Drawing on forty years running many Canadian health care institutions, David Levine shares his experience on how to manage in this very complex environment. His career includes implementing one of the first Local Community Health Centres (CLSCs) in Montreal in the 1970s, involvement in electoral politics, managing various Québec hospitals, his controversial hiring as Head of the Ottawa Hospital, a term as Québec Delegate General in New York City, a stint as Junior Minister of Health in Québec, and running the Montreal regional health authority under both Parti-Québécois and Liberal governments.

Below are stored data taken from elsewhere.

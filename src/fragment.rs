//! Fragment reader
//!
//! Reads one already-extracted property fragment (`(id, dt)`, `HASH(id)`,
//! `kind='HASH'`, `10`) into an [`Expr`]. This is not a source-file parser:
//! it only covers the value shapes property types accept as strings.
//! Nesting deeper than [`MAX_DEPTH`] is rejected.
//!
//! ```text
//! fragment := item ("," item)*          -- several items read as a tuple
//! item     := operand ("=" operand)?
//! operand  := "(" items? ")" | name "(" items? ")" | literal | name
//! literal  := 'text' | number | TRUE | FALSE
//! name     := ident ("." ident)* | "quoted" | `quoted`
//! ```

use nom::{
    branch::alt,
    bytes::complete::{tag_no_case, take_while, take_while1},
    character::complete::{char, digit1, multispace0, satisfy},
    combinator::{all_consuming, cut, map, not, opt, peek, recognize},
    error::{context, ContextError, ErrorKind, ParseError, VerboseError},
    multi::{many0, separated_list0, separated_list1},
    sequence::{delimited, pair, preceded, terminated, tuple},
    IResult,
};

use crate::error::{PropertyError, Result};
use crate::expr::{Expr, Literal};

type Res<'a, T> = IResult<&'a str, T, VerboseError<&'a str>>;

/// Deepest accepted nesting of tuples and calls
pub const MAX_DEPTH: usize = 64;

// ============================================================================
// Public API
// ============================================================================

/// Read a fragment into an expression node
pub fn parse_fragment(text: &str) -> Result<Expr> {
    let input = text.trim();
    if input.is_empty() {
        return Err(fragment_error(text, "empty fragment".to_string()));
    }
    match all_consuming(fragment)(input) {
        Ok((_, node)) => Ok(node),
        Err(nom::Err::Error(e)) | Err(nom::Err::Failure(e)) => {
            Err(fragment_error(text, nom::error::convert_error(input, e)))
        }
        Err(nom::Err::Incomplete(_)) => Err(fragment_error(text, "incomplete input".to_string())),
    }
}

/// Read a single bare or quoted word as an identifier
pub fn parse_identifier(text: &str) -> Result<Expr> {
    let input = text.trim();
    match all_consuming(alt((dotted_name, quoted_name)))(input) {
        Ok((_, name)) => Ok(Expr::identifier(name)),
        Err(nom::Err::Error(e)) | Err(nom::Err::Failure(e)) => {
            Err(fragment_error(text, nom::error::convert_error(input, e)))
        }
        Err(nom::Err::Incomplete(_)) => Err(fragment_error(text, "incomplete input".to_string())),
    }
}

fn fragment_error(text: &str, reason: String) -> PropertyError {
    PropertyError::Fragment {
        text: text.to_string(),
        reason,
    }
}

// ============================================================================
// Internal Parsers
// ============================================================================

fn fragment(input: &str) -> Res<'_, Expr> {
    let (input, mut items) =
        delimited(multispace0, |i| items1(i, 0), multispace0)(input)?;
    if items.len() == 1 {
        Ok((input, items.remove(0)))
    } else {
        Ok((input, Expr::tuple(items)))
    }
}

fn items1(input: &str, depth: usize) -> Res<'_, Vec<Expr>> {
    separated_list1(comma, |i| item(i, depth))(input)
}

fn items0(input: &str, depth: usize) -> Res<'_, Vec<Expr>> {
    terminated(separated_list0(comma, |i| item(i, depth)), opt(comma))(input)
}

fn comma(input: &str) -> Res<'_, char> {
    delimited(multispace0, char(','), multispace0)(input)
}

fn item(input: &str, depth: usize) -> Res<'_, Expr> {
    let (input, left) = operand(input, depth)?;
    let (input, right) = opt(preceded(
        delimited(multispace0, char('='), multispace0),
        cut(context("value after '='", |i| operand(i, depth))),
    ))(input)?;
    match right {
        Some(right) => Ok((input, Expr::equality(left, right))),
        None => Ok((input, left)),
    }
}

fn operand(input: &str, depth: usize) -> Res<'_, Expr> {
    if depth >= MAX_DEPTH {
        return Err(nom::Err::Failure(VerboseError::add_context(
            input,
            "nesting too deep",
            VerboseError::from_error_kind(input, ErrorKind::TooLarge),
        )));
    }
    alt((
        // Order matters: calls before bare names, literals before names
        |i| paren_tuple(i, depth + 1),
        |i| function_call(i, depth + 1),
        map(literal, |literal| Expr::Literal { literal }),
        map(alt((dotted_name, quoted_name)), Expr::column),
    ))(input)
}

fn paren_tuple(input: &str, depth: usize) -> Res<'_, Expr> {
    let (input, items) = delimited(
        pair(char('('), multispace0),
        |i| items0(i, depth),
        cut(context("closing parenthesis", preceded(multispace0, char(')')))),
    )(input)?;
    Ok((input, Expr::tuple(items)))
}

fn function_call(input: &str, depth: usize) -> Res<'_, Expr> {
    let (input, name) = terminated(identifier, multispace0)(input)?;
    let (input, args) = delimited(
        pair(char('('), multispace0),
        |i| items0(i, depth),
        cut(context("closing parenthesis", preceded(multispace0, char(')')))),
    )(input)?;
    Ok((input, Expr::function(name, args)))
}

fn literal(input: &str) -> Res<'_, Literal> {
    alt((
        map(single_quoted, Literal::String),
        map(number, Literal::number),
        map(boolean, Literal::Boolean),
    ))(input)
}

/// `'it''s'` -> `it's`
fn single_quoted(input: &str) -> Res<'_, String> {
    let (mut rest, _) = char('\'')(input)?;
    let mut out = String::new();
    loop {
        let Some(pos) = rest.find('\'') else {
            return Err(nom::Err::Failure(VerboseError::add_context(
                rest,
                "closing quote",
                VerboseError::from_error_kind(rest, ErrorKind::Char),
            )));
        };
        out.push_str(&rest[..pos]);
        rest = &rest[pos + 1..];
        match rest.strip_prefix('\'') {
            Some(after) => {
                out.push('\'');
                rest = after;
            }
            None => return Ok((rest, out)),
        }
    }
}

fn number(input: &str) -> Res<'_, &str> {
    terminated(
        recognize(tuple((
            opt(char('-')),
            digit1,
            opt(pair(char('.'), digit1)),
        ))),
        not(peek(word_char)),
    )(input)
}

fn boolean(input: &str) -> Res<'_, bool> {
    terminated(
        alt((
            map(tag_no_case("true"), |_| true),
            map(tag_no_case("false"), |_| false),
        )),
        not(peek(word_char)),
    )(input)
}

fn word_char(input: &str) -> Res<'_, char> {
    satisfy(|c| c.is_alphanumeric() || c == '_')(input)
}

/// Unicode letters, digits and `_`, not starting with a digit
fn identifier(input: &str) -> Res<'_, &str> {
    recognize(pair(
        satisfy(|c| c.is_alphabetic() || c == '_'),
        take_while(|c: char| c.is_alphanumeric() || c == '_'),
    ))(input)
}

fn dotted_name(input: &str) -> Res<'_, String> {
    map(
        recognize(pair(identifier, many0(pair(char('.'), identifier)))),
        str::to_string,
    )(input)
}

fn quoted_name(input: &str) -> Res<'_, String> {
    map(
        alt((
            delimited(char('"'), take_while1(|c| c != '"'), char('"')),
            delimited(char('`'), take_while1(|c| c != '`'), char('`')),
        )),
        str::to_string,
    )(input)
}

// ============================================================================
// Tests
// ============================================================================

His experience with politics--both personal and professional--is the basis of his analysis of the impact of politics on health care. Levine supports without qualification a Public, Universal Health Care System, but he questions the effectiveness of managing the system from the Minister's Office. Poor decision-making on the basis of politics often means best solutions are not implemented.

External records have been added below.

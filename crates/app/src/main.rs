use std::time::Duration;

use backend_client::BackendClient;
use server::ServerState;

mod settings;

#[tokio::main]
async fn main() -> Result<(), Box<dyn std::error::Error + Send + Sync>> {
    let settings = settings::Settings::new()?;

    tracing_subscriber::fmt()
        .with_env_filter(format!(
            "channelhub={level},server={level},backend_client={level},engine={level}",
            level = settings.app.level
        ))
        .init();

    let portal = settings.portal()?;
    let backend = BackendClient::new(
        &settings.backend.base_url,
        Duration::from_secs(settings.backend.timeout_secs),
    )?;
    tracing::info!(
        backend = %backend.base_url(),
        time_zone = %portal.time_zone,
        "portal configured"
    );

    let bind = settings
        .server
        .bind
        .unwrap_or_else(|| "127.0.0.1".to_string());
    let addr = format!("{}:{}", bind, settings.server.port);
    let listener = tokio::net::TcpListener::bind(addr).await?;

    server::run_with_listener(ServerState::new(backend, portal), listener).await?;
    Ok(())
}
//! Handles settings for the application. Configuration is read from
//! `config/settings.toml` (optional) and `CHANNELHUB__SECTION__KEY`
//! environment variables, which win over the file.
use chrono_tz::Tz;
use config::{Config, ConfigBuilder, ConfigError, Environment, File, builder::DefaultState};
use serde::Deserialize;
use server::PortalConfig;

const DEFAULT_PATH: &str = "config/settings";

#[derive(Debug, Deserialize)]
pub struct App {
    pub level: String,
}

#[derive(Debug, Deserialize)]
pub struct Server {
    pub bind: Option<String>,
    pub port: u16,
}

#[derive(Debug, Deserialize)]
pub struct Backend {
    pub base_url: String,
    pub timeout_secs: u64,
}

#[derive(Debug, Deserialize)]
pub struct Portal {
    pub timezone: String,
    pub path_separator: String,
}

#[derive(Debug, Deserialize)]
pub struct Settings {
    pub app: App,
    pub server: Server,
    pub backend: Backend,
    pub portal: Portal,
}

fn defaults() -> Result<ConfigBuilder<DefaultState>, ConfigError> {
    Config::builder()
        .set_default("app.level", "info")?
        .set_default("server.port", 3000)?
        .set_default("backend.timeout_secs", 15)?
        .set_default("portal.timezone", "UTC")?
        .set_default("portal.path_separator", engine::DEFAULT_SEPARATOR)
}

impl Settings {
    pub fn new() -> Result<Self, ConfigError> {
        let path = std::env::var("CHANNELHUB_CONFIG").unwrap_or_else(|_| DEFAULT_PATH.to_string());
        defaults()?
            .add_source(File::with_name(&path).required(false))
            .add_source(Environment::with_prefix("CHANNELHUB").separator("__"))
            .build()?
            .try_deserialize()
    }

    pub fn portal(&self) -> Result<PortalConfig, ConfigError> {
        let time_zone: Tz = self.portal.timezone.parse().map_err(|err| {
            ConfigError::Message(format!("invalid portal.timezone {}: {err}", self.portal.timezone))
        })?;
        Ok(PortalConfig {
            time_zone,
            path_separator: self.portal.path_separator.clone(),
        })
    }
}

#[cfg(test)]
mod tests {
    use config::FileFormat;

    use super::*;

    fn from_toml(toml: &str) -> Result<Settings, ConfigError> {
        defaults()?
            .add_source(File::from_str(toml, FileFormat::Toml))
            .build()?
            .try_deserialize()
    }

    #[test]
    fn defaults_fill_missing_sections() {
        let settings = from_toml("[backend]\nbase_url = \"http://crm.local\"\n").unwrap();
        assert_eq!(settings.app.level, "info");
        assert_eq!(settings.server.port, 3000);
        assert_eq!(settings.backend.timeout_secs, 15);
        assert_eq!(settings.portal().unwrap().path_separator, " > ");
    }

    #[test]
    fn backend_url_is_required() {
        assert!(from_toml("[app]\nlevel = \"debug\"\n").is_err());
    }

    #[test]
    fn unknown_timezone_is_reported() {
        let settings = from_toml(
            "[backend]\nbase_url = \"http://crm.local\"\n[portal]\ntimezone = \"Mars/Base\"\n",
        )
        .unwrap();
        assert!(settings.portal().is_err());
        let settings = from_toml(
            "[backend]\nbase_url = \"http://crm.local\"\n[portal]\ntimezone = \"Europe/Rome\"\n",
        )
        .unwrap();
        assert_eq!(settings.portal().unwrap().time_zone, chrono_tz::Europe::Rome);
    }
}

Levine's analysis includes what is not working and how to fix it, and the barriers to implementation.
Health Care and Politics will be of interest to health care managers, health care policy makers, and all Canadians seeking a better understanding of the health care system and what it will take to fix it.
David Levine was CEO of a number of hospitals, including Montreal's Notre-Dame, and the Ottawa Hospital. He served as Quebec junior minister of health and then headed the Montreal Health and Social Service Agency for ten years. He is Adjunct Professor in the Faculty of Medicine at McGill University and Associate Professor in the Faculty of Public Health at the Université de Montréal.